The Supreme Court, as it released Curley’s report on the probe Thursday, said, “In following up on all available leads … the Marshal’s team performed additional forensic analysis and conducted multiple follow-up interviews of certain employees.”
“But the team has to date been unable to identify a person responsible by a preponderance of the evidence,” the court said.
Curley’s 20-page report suggests that the leaker almost certainly was a member of the court staff.
She noted that “the investigation has determined that it is highly unlikely that the Court’s information technology (IT) systems were improperly accessed by a person outside the court.”
Associate Justice Samuel Alito poses during a group photo of the Justices at the Supreme Court in Washington, April 23, 2021.
Erin Schaff | Pool | Reuters
Curley said that investigators had examined the court’s computer devices, networks, printers, “and available call and text logs.”
But “investigators have found no forensic evidence indicating who disclosed the draft opinion,” Curley wrote.
She noted that her team of attorneys and federal investigators “conducted 126 formal interviews of 97 employees, all of whom denied disclosing the opinion.”
The report says that after initial interviews were conducted with court staff, each employee was asked to sign an affidavit, under penalty of perjury, saying that they did not disclose the Dobbs draft opinion to anyone not employed by the Supreme Court.
A few employees admitted that they had told their spouses about the draft or the vote count of justices in the case, the report noted.
Curley also wrote that among other steps taken in the probe, “The investigative team received outside assistance with a fingerprint analysis of an item relevant to the investigation.”
“That analysis found viable fingerprints but no matches to any fingerprints of interest,” the report said, without disclosing the nature of the item examined.
Curley said several inquiries are pending in her probe.

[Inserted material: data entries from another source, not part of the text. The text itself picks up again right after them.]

//! # Moodlog Core Library
//!
//! This library provides the core logic for Moodlog, an hourly mood logger.
//! At semi-random moments the user is asked how they feel; the answer is
//! stored against the calendar hour it belongs to, and hours nobody answered
//! are backfilled with the `Asleep` sentinel.
//!
//! ## Architecture
//!
//! - **Storage**: SQLite entry store keyed by hour-bucket, plus a JSON
//!   configuration document
//! - **Scheduler**: next-check interval selection, a persisted unique-work
//!   queue, and missed-entry reconciliation
//! - **Tracking**: the on/off flag and its consistency with the queue
//! - **Recorder**: one firing of the check loop and out-of-band answers
//!
//! ## Key Components
//!
//! - [`Recorder`]: runs a check and re-enqueues the next one
//! - [`Database`]: entry, flag and work persistence
//! - [`Config`]: interval bounds, mood catalog, display preferences
//! - [`WorkQueue`]: trait for deferred work storage

pub mod error;
pub mod hour;
pub mod mood;
pub mod recorder;
pub mod scheduler;
pub mod storage;
pub mod summary;
pub mod tracking;
pub mod transfer;

pub use error::{ConfigError, CoreError, DatabaseError, TransferError, ValidationError};
pub use hour::HourBucket;
pub use mood::{Mood, MoodCatalog, MoodTag, ASLEEP};
pub use recorder::{
    DeferredPrompter, FireReport, PromptOutcome, PromptRequest, PromptResponse, Prompter, Recorder,
};
pub use scheduler::{
    next_check_delay, IntervalBounds, MemoryWorkQueue, ScheduledWork, WorkQueue, MOOD_CHECK_WORK,
};
pub use storage::{Config, Database, MoodEntry};
pub use summary::{DashboardStatus, MoodCount, TimelineDay};
pub use tracking::{TrackingDrift, TrackingState};
pub use transfer::ImportSummary;
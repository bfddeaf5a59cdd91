//! Core error types for moodlog-core.
//!
//! The hierarchy mirrors the storage layers: database, configuration
//! document, CSV/JSON transfer and input validation.

use std::path::PathBuf;
use thiserror::Error;

/// Core error type for moodlog-core.
#[derive(Error, Debug)]
pub enum CoreError {
    /// Database-related errors
    #[error("Database error: {0}")]
    Database(#[from] DatabaseError),

    /// Configuration-related errors
    #[error("Configuration error: {0}")]
    Config(#[from] ConfigError),

    /// Validation errors
    #[error("Validation error: {0}")]
    Validation(#[from] ValidationError),

    /// Import/export errors
    #[error("Transfer error: {0}")]
    Transfer(#[from] TransferError),

    /// IO errors
    #[error("IO error: {0}")]
    Io(#[from] std::io::Error),

    /// Serialization/deserialization errors
    #[error("JSON error: {0}")]
    Json(#[from] serde_json::Error),
}

/// Database-specific errors.
#[derive(Error, Debug)]
pub enum DatabaseError {
    /// Failed to open database connection
    #[error("Failed to open database at {path}: {source}")]
    OpenFailed {
        path: PathBuf,
        #[source]
        source: rusqlite::Error,
    },

    /// Query execution failed
    #[error("Query failed: {0}")]
    QueryFailed(String),

    /// Migration failed
    #[error("Database migration failed: {0}")]
    MigrationFailed(String),

    /// Database is locked
    #[error("Database is locked")]
    Locked,

    /// A stored value could not be decoded
    #[error("Corrupt value in column '{column}': {value}")]
    CorruptValue { column: String, value: String },
}

/// Configuration-specific errors.
#[derive(Error, Debug)]
pub enum ConfigError {
    /// Failed to load configuration
    #[error("Failed to load configuration from {path}: {message}")]
    LoadFailed { path: PathBuf, message: String },

    /// Failed to save configuration
    #[error("Failed to save configuration to {path}: {message}")]
    SaveFailed { path: PathBuf, message: String },

    /// Unknown dot-path key
    #[error("Unknown configuration key: {0}")]
    UnknownKey(String),

    /// Invalid configuration value
    #[error("Invalid configuration value for '{key}': {message}")]
    InvalidValue { key: String, message: String },

    /// Failed to parse configuration
    #[error("Failed to parse configuration: {0}")]
    ParseFailed(String),

    /// The data directory could not be resolved or created
    #[error("Data directory unavailable: {0}")]
    DataDir(String),
}

/// Import/export errors.
#[derive(Error, Debug)]
pub enum TransferError {
    /// The file has no header or an unexpected one
    #[error("Unexpected CSV header: {0:?}")]
    BadHeader(String),

    /// The input has no rows at all
    #[error("Nothing to import: input is empty")]
    Empty,
}

/// Validation errors.
#[derive(Error, Debug)]
pub enum ValidationError {
    /// Interval bounds out of order or range
    #[error("Invalid interval: min {min} / max {max} minutes (need 1 <= min <= max <= 1440)")]
    InvalidInterval { min: u32, max: u32 },

    /// Hour-bucket id does not denote a calendar hour
    #[error("Invalid hour id: {0}")]
    InvalidHour(i64),

    /// Mood not present in the catalog
    #[error("Unknown mood: {0}")]
    UnknownMood(String),

    /// Invalid value
    #[error("Invalid value for '{field}': {message}")]
    InvalidValue { field: String, message: String },
}

impl From<rusqlite::Error> for DatabaseError {
    fn from(err: rusqlite::Error) -> Self {
        match &err {
            rusqlite::Error::SqliteFailure(e, _msg) => {
                if e.code == rusqlite::ErrorCode::DatabaseLocked
                    || e.code == rusqlite::ErrorCode::DatabaseBusy
                {
                    DatabaseError::Locked
                } else {
                    DatabaseError::QueryFailed(err.to_string())
                }
            }
            _ => DatabaseError::QueryFailed(err.to_string()),
        }
    }
}

impl From<rusqlite::Error> for CoreError {
    fn from(err: rusqlite::Error) -> Self {
        CoreError::Database(err.into())
    }
}

/// Result type alias for CoreError
pub type Result<T, E = CoreError> = std::result::Result<T, E>;
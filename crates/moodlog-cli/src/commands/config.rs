use std::path::PathBuf;

use clap::Subcommand;
use moodlog_core::Config;

use super::App;

#[derive(Subcommand)]
pub enum ConfigAction {
    /// Get a config value
    Get {
        /// Dot-separated key (e.g. "scheduling.min_interval_minutes", "moods.0.color")
        key: String,
    },
    /// Set a config value
    Set {
        /// Config key
        key: String,
        /// New value (JSON for objects and arrays)
        value: String,
    },
    /// List all config values
    List,
    /// Reset config to defaults
    Reset,
    /// Replace the config with a document from a file
    Import {
        /// Source file; unversioned documents are upgraded
        file: PathBuf,
    },
    /// Write the current config to a file
    Export {
        /// Destination file
        file: PathBuf,
    },
}

pub fn run(action: ConfigAction) -> Result<(), Box<dyn std::error::Error>> {
    let app = App::open_raw()?;
    match action {
        ConfigAction::Get { key } => match app.config.get(&key) {
            Some(value) => println!("{value}"),
            None => {
                eprintln!("unknown key: {key}");
                std::process::exit(1);
            }
        },
        ConfigAction::Set { key, value } => {
            let mut config = app.config;
            config.set(&key, &value)?;
            config.save_to(&app.config_path)?;
            println!("ok");
        }
        ConfigAction::List => {
            println!("{}", serde_json::to_string_pretty(&app.config)?);
        }
        ConfigAction::Reset => {
            Config::default().save_to(&app.config_path)?;
            println!("config reset to defaults");
        }
        ConfigAction::Import { file } => {
            let config = Config::import_from(&file)?;
            config.save_to(&app.config_path)?;
            println!("config imported from {}", file.display());
        }
        ConfigAction::Export { file } => {
            app.config.save_to(&file)?;
            println!("config exported to {}", file.display());
        }
    }
    Ok(())
}
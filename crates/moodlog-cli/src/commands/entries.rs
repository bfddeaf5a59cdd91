use chrono::NaiveTime;
use clap::Subcommand;
use moodlog_core::summary::{day_range, mood_distribution, timeline, TimelineDay};
use moodlog_core::storage::TimeFormat;

use super::{now, App};

#[derive(Subcommand)]
pub enum EntriesAction {
    /// List entries, oldest first
    List {
        /// Number of days back from today (defaults to display.timeline_days)
        #[arg(long)]
        days: Option<u32>,
    },
    /// Hour-by-hour grid per day, most recent first
    Timeline {
        #[arg(long)]
        days: Option<u32>,
        /// Print a text grid instead of JSON
        #[arg(long)]
        plain: bool,
    },
    /// Counts per mood
    Stats {
        #[arg(long)]
        days: Option<u32>,
        /// Count sentinel entries too
        #[arg(long)]
        include_asleep: bool,
    },
}

fn render_plain(days: &[TimelineDay], format: TimeFormat) -> String {
    let mut out = String::new();
    for day in days {
        out.push_str(&format!("{} ({} recorded)\n", day.date, day.recorded()));
        for (hour, mood) in day.hours.iter().enumerate() {
            let Some(mood) = mood else { continue };
            let label = NaiveTime::from_hms_opt(hour as u32, 0, 0)
                .map(|t| t.format(format.hour_pattern()).to_string())
                .unwrap_or_default();
            out.push_str(&format!("  {:>5}  {mood}\n", label.trim()));
        }
    }
    out
}

pub fn run(action: EntriesAction) -> Result<(), Box<dyn std::error::Error>> {
    let app = App::open()?;
    let today = now().date_naive();
    let default_days = app.config.display.timeline_days;

    match action {
        EntriesAction::List { days } => {
            let (from, to) = day_range(today, days.unwrap_or(default_days))?;
            let entries = app.db.entries_between(from, to)?;
            println!("{}", serde_json::to_string_pretty(&entries)?);
        }
        EntriesAction::Timeline { days, plain } => {
            let days = timeline(&app.db, today, days.unwrap_or(default_days))?;
            if plain {
                print!("{}", render_plain(&days, app.config.display.time_format));
            } else {
                println!("{}", serde_json::to_string_pretty(&days)?);
            }
        }
        EntriesAction::Stats {
            days,
            include_asleep,
        } => {
            let (from, to) = day_range(today, days.unwrap_or(default_days))?;
            let counts = mood_distribution(
                &app.db,
                &app.config.catalog(),
                from,
                to,
                include_asleep,
            )?;
            println!("{}", serde_json::to_string_pretty(&counts)?);
        }
    }
    Ok(())
}
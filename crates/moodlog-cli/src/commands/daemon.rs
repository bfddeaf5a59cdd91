use std::sync::{Arc, Mutex, PoisonError};
use std::time::Duration as StdDuration;

use chrono::{DateTime, FixedOffset};
use moodlog_core::error::Result as CoreResult;
use moodlog_core::{Prompter, Recorder, WorkQueue, MOOD_CHECK_WORK};

use super::{now, App};
use crate::prompt::{NoticePrompter, TerminalPrompter};

/// Upper bound on a single sleep, so clock changes and queue edits made by
/// other invocations are picked up.
const POLL_INTERVAL: StdDuration = StdDuration::from_secs(30);

type SharedPrompter = Arc<Mutex<Box<dyn Prompter + Send>>>;

pub fn run(interactive: bool) -> Result<(), Box<dyn std::error::Error>> {
    let runtime = tokio::runtime::Builder::new_multi_thread()
        .enable_all()
        .build()?;
    runtime.block_on(serve(interactive))
}

async fn serve(interactive: bool) -> Result<(), Box<dyn std::error::Error>> {
    let drift = App::open_raw()?.sync_tracking()?;
    log::info!("Daemon started (startup check: {drift:?})");

    let prompter: Box<dyn Prompter + Send> = if interactive {
        Box::new(TerminalPrompter::new())
    } else {
        Box::new(NoticePrompter)
    };
    let prompter: SharedPrompter = Arc::new(Mutex::new(prompter));

    loop {
        let shared = Arc::clone(&prompter);
        let next = match tokio::task::spawn_blocking(move || tick(&shared)).await? {
            Ok(next) => next,
            Err(e) => {
                log::error!("Tick failed: {e}");
                None
            }
        };

        let wait = wait_for(next, now());
        log::debug!("Sleeping {}s", wait.as_secs());
        tokio::select! {
            _ = tokio::time::sleep(wait) => {}
            _ = tokio::signal::ctrl_c() => {
                log::info!("Interrupted, shutting down");
                break;
            }
        }
    }
    Ok(())
}

/// Run every due item once. Returns the next wake-up time.
fn tick(prompter: &Mutex<Box<dyn Prompter + Send>>) -> CoreResult<Option<DateTime<FixedOffset>>> {
    let app = App::open()?;
    let recorder = Recorder::new(&app.db, &app.db, &app.config);
    let mut rng = rand::thread_rng();

    for work in app.db.due(now())? {
        if work.name != MOOD_CHECK_WORK {
            log::warn!("Dropping unknown work item '{}'", work.name);
            app.db.cancel(&work.name)?;
            continue;
        }

        let mut guard = prompter.lock().unwrap_or_else(PoisonError::into_inner);
        match recorder.fire(now(), guard.as_mut(), &mut rng) {
            Ok(report) => {
                log::debug!("Fired: {report:?}");
                app.db.complete(&work)?;
            }
            Err(e) => match app.db.retry(&work, now())? {
                Some(retry) => log::error!(
                    "Mood check failed: {e}; retry {} at {}",
                    retry.attempt,
                    retry.run_at.to_rfc3339()
                ),
                None => log::error!("Mood check failed: {e}; tracking was stopped"),
            },
        }
    }

    Ok(app.db.next_run()?.map(|work| work.run_at))
}

fn wait_for(next: Option<DateTime<FixedOffset>>, now: DateTime<FixedOffset>) -> StdDuration {
    match next {
        Some(at) => (at - now)
            .to_std()
            .unwrap_or(StdDuration::ZERO)
            .min(POLL_INTERVAL),
        None => POLL_INTERVAL,
    }
}
use super::App;

pub fn run() -> Result<(), Box<dyn std::error::Error>> {
    let app = App::open_raw()?;
    let catalog = app.config.catalog();
    println!("{}", serde_json::to_string_pretty(catalog.moods())?);
    Ok(())
}
//! Missed-entry reconciliation.
//!
//! When a check fires, the hour before it is final, and so is the hour of
//! the previous prompt. Each of those hours the user never answered gets
//! the `Asleep` sentinel.

use chrono::{DateTime, FixedOffset};

use crate::error::Result;
use crate::hour::HourBucket;
use crate::mood::ASLEEP;
use crate::storage::{Database, MoodEntry};
use crate::tracking::TrackingState;

/// Hours that a firing at `now` finalizes, oldest first.
///
/// Always the calendar hour before `now`, plus the hour of the last prompt
/// when that is older still. The hour containing `now` is never included.
pub fn finalized_buckets(state: &TrackingState, now: DateTime<FixedOffset>) -> Vec<HourBucket> {
    let previous = HourBucket::of(&now).previous();
    match state.current_bucket {
        Some(prompted) if prompted < previous => vec![prompted, previous],
        _ => vec![previous],
    }
}

/// Write the sentinel for every finalized hour that has no entry.
///
/// The prompted hour's sentinel is stamped with the last check time; other
/// hours are stamped with their own start. Returns the written entries.
/// Running it again is harmless: the second run finds the entries and
/// writes nothing.
pub fn reconcile_missed(
    db: &Database,
    state: &TrackingState,
    now: DateTime<FixedOffset>,
) -> Result<Vec<MoodEntry>> {
    let mut written = Vec::new();
    for bucket in finalized_buckets(state, now) {
        if db.has_entry(bucket)? {
            continue;
        }
        let recorded_at = match state.last_check {
            Some(last) if state.current_bucket == Some(bucket) => last,
            _ => bucket.start_at(*now.offset()),
        };
        let entry = MoodEntry::new(bucket, recorded_at, ASLEEP);
        db.upsert_entry(&entry)?;
        log::info!("No answer for {bucket}, recorded {ASLEEP}");
        written.push(entry);
    }
    Ok(written)
}

#[cfg(test)]
mod tests {
    use super::*;

    fn at(s: &str) -> DateTime<FixedOffset> {
        DateTime::parse_from_rfc3339(s).unwrap()
    }

    fn prompted(bucket: i64, last_check: &str) -> TrackingState {
        TrackingState {
            enabled: true,
            last_check: Some(at(last_check)),
            next_check: None,
            current_bucket: Some(HourBucket::from_id(bucket).unwrap()),
        }
    }

    #[test]
    fn unanswered_hour_gets_exactly_one_sentinel() {
        let db = Database::open_memory().unwrap();
        let state = prompted(2026101810, "2026-10-18T10:42:00+00:00");
        let now = at("2026-10-18T11:17:00+00:00");

        let written = reconcile_missed(&db, &state, now).unwrap();
        assert_eq!(written.len(), 1);
        let written = &written[0];
        assert_eq!(written.bucket.id(), 2026101810);
        assert_eq!(written.mood, ASLEEP);
        assert_eq!(written.recorded_at, at("2026-10-18T10:42:00+00:00"));

        assert!(reconcile_missed(&db, &state, now).unwrap().is_empty());
        assert_eq!(db.entry_count().unwrap(), 1);
    }

    #[test]
    fn answered_hour_is_left_alone() {
        let db = Database::open_memory().unwrap();
        let bucket = HourBucket::from_id(2026101810).unwrap();
        db.upsert_entry(&MoodEntry::new(bucket, at("2026-10-18T10:45:00+00:00"), "Happy"))
            .unwrap();
        let state = prompted(2026101810, "2026-10-18T10:42:00+00:00");

        assert!(reconcile_missed(&db, &state, at("2026-10-18T11:17:00+00:00"))
            .unwrap()
            .is_empty());
        assert_eq!(db.entry(bucket).unwrap().unwrap().mood, "Happy");
    }

    #[test]
    fn prompt_in_current_hour_is_still_open() {
        let db = Database::open_memory().unwrap();
        let state = prompted(2026101811, "2026-10-18T11:02:00+00:00");
        let written = reconcile_missed(&db, &state, at("2026-10-18T11:40:00+00:00")).unwrap();
        // Only the hour before is final.
        assert_eq!(written.len(), 1);
        assert_eq!(written[0].bucket.id(), 2026101810);
        assert!(db
            .entry(HourBucket::from_id(2026101811).unwrap())
            .unwrap()
            .is_none());
    }

    #[test]
    fn gap_after_answered_prompt_still_finalizes_preceding_hour() {
        let db = Database::open_memory().unwrap();
        let prompted_hour = HourBucket::from_id(2026101810).unwrap();
        db.upsert_entry(&MoodEntry::new(
            prompted_hour,
            at("2026-10-18T10:25:00+00:00"),
            "Happy",
        ))
        .unwrap();
        let state = prompted(2026101810, "2026-10-18T10:20:00+00:00");

        let written = reconcile_missed(&db, &state, at("2026-10-18T13:10:00+00:00")).unwrap();
        assert_eq!(written.len(), 1);
        assert_eq!(written[0].bucket.id(), 2026101812);
        assert_eq!(written[0].mood, ASLEEP);
        assert_eq!(written[0].recorded_at, at("2026-10-18T12:00:00+00:00"));
        assert_eq!(db.entry(prompted_hour).unwrap().unwrap().mood, "Happy");
    }

    #[test]
    fn gap_after_unanswered_prompt_finalizes_both_hours() {
        let db = Database::open_memory().unwrap();
        let state = prompted(2026101810, "2026-10-18T10:20:00+00:00");

        let written = reconcile_missed(&db, &state, at("2026-10-18T13:10:00+00:00")).unwrap();
        let ids: Vec<i64> = written.iter().map(|e| e.bucket.id()).collect();
        assert_eq!(ids, vec![2026101810, 2026101812]);
        assert_eq!(written[0].recorded_at, at("2026-10-18T10:20:00+00:00"));
        // Hours in between were never prompted and stay empty.
        assert!(db
            .entry(HourBucket::from_id(2026101811).unwrap())
            .unwrap()
            .is_none());
    }

    #[test]
    fn without_prompt_history_previous_calendar_hour_is_used() {
        let db = Database::open_memory().unwrap();
        let state = TrackingState {
            enabled: true,
            ..TrackingState::default()
        };
        let written = reconcile_missed(&db, &state, at("2026-10-18T00:20:00+02:00")).unwrap();
        assert_eq!(written.len(), 1);
        assert_eq!(written[0].bucket.id(), 2026101723);
        assert_eq!(written[0].recorded_at, at("2026-10-17T23:00:00+02:00"));
    }
}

“To the extent that additional investigation yields new evidence or leads, the investigators will pursue them,” she added.
In its statement, the Supreme Court said that after Curley’s investigation was completed, the court asked former federal judge, prosecutor and Homeland Security Secretary Michael Chertoff to assess the probe.
Chertoff “has advised that the Marshal ‘undertook a thorough investigation’ and, ‘[a]t this time, I cannot identify any additional useful investigative measures’ not already undertaken or underway,” the court said.
In her report, Curley wrote that the Covid-19 pandemic and the resulting expansion of court staff’s ability to work from home, “as well as gaps in the Court’s security policies, created an environment where it was too easy to remove sensitive information from the building and the Court’s IT networks.”
That, in turn, increased “the risk of both deliberate and accidental disclosures of Court sensitive information,” the report said.
Curley wrote that “too many” members of court staff have access to sensitive documents, and that there is “no universal written policy or guidance” on safeguarding draft opinions.
She also urged the court to address vulnerabilities in the court’s current method for destroying sensitive documents. And she wrote that the court’s “information security policies are outdated and need to be clarified and updated.”